El día que murió Scarlett Moretti
La noche antes de mi boda, descubrí que estaba embarazada.
Esa misma noche, descubrí que mi prometido ya había elegido a otra mujer para que le diera su primer hijo.
Adrian DeLuca, heredero de un imperio de la mafia y el hombre que una vez juró que yo era la única mujer a la que amaría, volvió a casa con el perfume de ella impregnado en la ropa y me dijo, como si fuera lo más normal del mundo, que no era más que un acuerdo médico. La viuda de su amigo fallecido necesitaba un heredero y, después de que yo no lograra darle uno tras sesenta y seis rondas de fecundación in vitro, decidió que esa era la mejor solución para todos.
No dije nada.
Lo dejé continuar con los preparativos de la boda. Dejé que creyera que caminaría hacia el altar y me convertiría en la señora DeLuca.

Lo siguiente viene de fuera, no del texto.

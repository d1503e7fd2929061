// Copyright 2025-present Harīṣh Tummalachērla
// SPDX-License-Identifier: Apache-2.0

//! CLI definitions for the whisker command-line interface.
//!
//! Three subcommands: `search` to query a catalog from the terminal,
//! `inspect` to look at what preprocessing made of each breed, and `serve`
//! to put the search behind HTTP. File paths and the port can also come from
//! the environment (`WHISKER_CATALOG`, `WHISKER_SYNONYMS`, `WHISKER_PORT`).

pub mod commands;
pub mod display;

use clap::{Args, Parser, Subcommand, ValueEnum};
use std::path::PathBuf;
use whisker::{ScoringStrategy, SearchOptions, WeightPolicy, DEFAULT_LIMIT, DEFAULT_MAX_QUERY_LEN};

#[derive(Parser)]
#[command(
    name = "whisker",
    about = "Fuzzy, synonym-aware search over a catalog of cat breeds",
    version
)]
pub struct Cli {
    /// Log more (-v debug, -vv trace). RUST_LOG overrides.
    #[arg(short, long, action = clap::ArgAction::Count, global = true)]
    pub verbose: u8,

    #[command(subcommand)]
    pub command: Commands,
}

/// Where the catalog and synonyms come from.
#[derive(Args, Debug, Clone)]
pub struct SourceArgs {
    /// Catalog JSON: an object keyed by breed name
    #[arg(long, env = "WHISKER_CATALOG", default_value = "data/cats-db.json")]
    pub catalog: PathBuf,

    /// Synonym JSON: an object mapping a word to a list of synonyms
    #[arg(long, env = "WHISKER_SYNONYMS")]
    pub synonyms: Option<PathBuf>,
}

#[derive(Args, Debug, Clone)]
pub struct RankingArgs {
    /// Maximum number of results to return
    #[arg(short, long, default_value_t = DEFAULT_LIMIT)]
    pub limit: usize,

    /// How scores from several query words combine
    #[arg(long, value_enum, default_value_t = StrategyArg::Last)]
    pub strategy: StrategyArg,

    /// Whether TF-IDF weights scale word scores
    #[arg(long, value_enum, default_value_t = WeightsArg::Ignore)]
    pub weights: WeightsArg,

    /// Longest accepted query, in characters
    #[arg(long, default_value_t = DEFAULT_MAX_QUERY_LEN)]
    pub max_query_len: usize,
}

impl RankingArgs {
    pub fn options(&self) -> SearchOptions {
        SearchOptions {
            limit: self.limit,
            strategy: self.strategy.into(),
            weights: self.weights.into(),
            max_query_len: self.max_query_len,
        }
    }
}

#[derive(Debug, Clone, Copy, PartialEq, Eq, ValueEnum)]
pub enum StrategyArg {
    /// Last query word decides
    Last,
    /// Best query word decides
    Max,
    /// Every query word counts
    Sum,
}

impl From<StrategyArg> for ScoringStrategy {
    fn from(arg: StrategyArg) -> Self {
        match arg {
            StrategyArg::Last => ScoringStrategy::Last,
            StrategyArg::Max => ScoringStrategy::Max,
            StrategyArg::Sum => ScoringStrategy::Sum,
        }
    }
}

#[derive(Debug, Clone, Copy, PartialEq, Eq, ValueEnum)]
pub enum WeightsArg {
    /// Weights are informational only
    Ignore,
    /// Multiply word scores by their weight
    Scale,
}

impl From<WeightsArg> for WeightPolicy {
    fn from(arg: WeightsArg) -> Self {
        match arg {
            WeightsArg::Ignore => WeightPolicy::Ignore,
            WeightsArg::Scale => WeightPolicy::Scale,
        }
    }
}

#[derive(Subcommand)]
pub enum Commands {
    /// Search the catalog and display ranked breeds
    Search {
        #[command(flatten)]
        source: SourceArgs,

        #[command(flatten)]
        ranking: RankingArgs,

        /// Print results as JSON instead of a table
        #[arg(long)]
        json: bool,

        /// Search query
        query: String,
    },

    /// Show what preprocessing extracted for each breed
    Inspect {
        #[command(flatten)]
        source: SourceArgs,

        /// Show one breed in detail
        breed: Option<String>,
    },

    /// Serve GET /search and GET /health over HTTP
    #[cfg(feature = "server")]
    Serve {
        #[command(flatten)]
        source: SourceArgs,

        /// Interface to bind
        #[arg(long, default_value = "127.0.0.1")]
        host: String,

        /// Port to listen on
        #[arg(short, long, env = "WHISKER_PORT", default_value_t = 3000)]
        port: u16,

        /// Longest accepted query, in characters
        #[arg(long, default_value_t = DEFAULT_MAX_QUERY_LEN)]
        max_query_len: usize,
    },
}
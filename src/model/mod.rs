// Copyright 2025-present Harīṣh Tummalachērla
// SPDX-License-Identifier: Apache-2.0

//! The lexical model: what each entity "is about".
//!
//! Preprocessing turns a breed's five text fields into a paragraph, sentences,
//! and a set of noun/verb keywords. Weighting then gives each keyword a TF-IDF
//! score against the whole catalog and attaches its synonyms. Weighting must
//! see every paragraph first (IDF is a corpus statistic), which is why
//! [`TermFrequencyBuilder`] and [`TermFrequency`] are separate types.

mod preprocess;
mod synonyms;
mod tfidf;

pub use preprocess::*;
pub use synonyms::*;
pub use tfidf::*;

Pero mientras él planeaba nuestra boda, yo planeaba mi desaparición.
El día de nuestra boda, la mansión abriría sus puertas. Los invitados llegarían. La ceremonia comenzaría. Pero la novia a la que Adrian DeLuca traicionó moriría en ese lugar.
Para cuando él descubriera la verdad, que todo ese tiempo yo había estado embarazada de su hijo, yo ya me habría marchado bajo un nuevo nombre, llevándome a su heredero a un sitio donde jamás pudiera encontrarnos.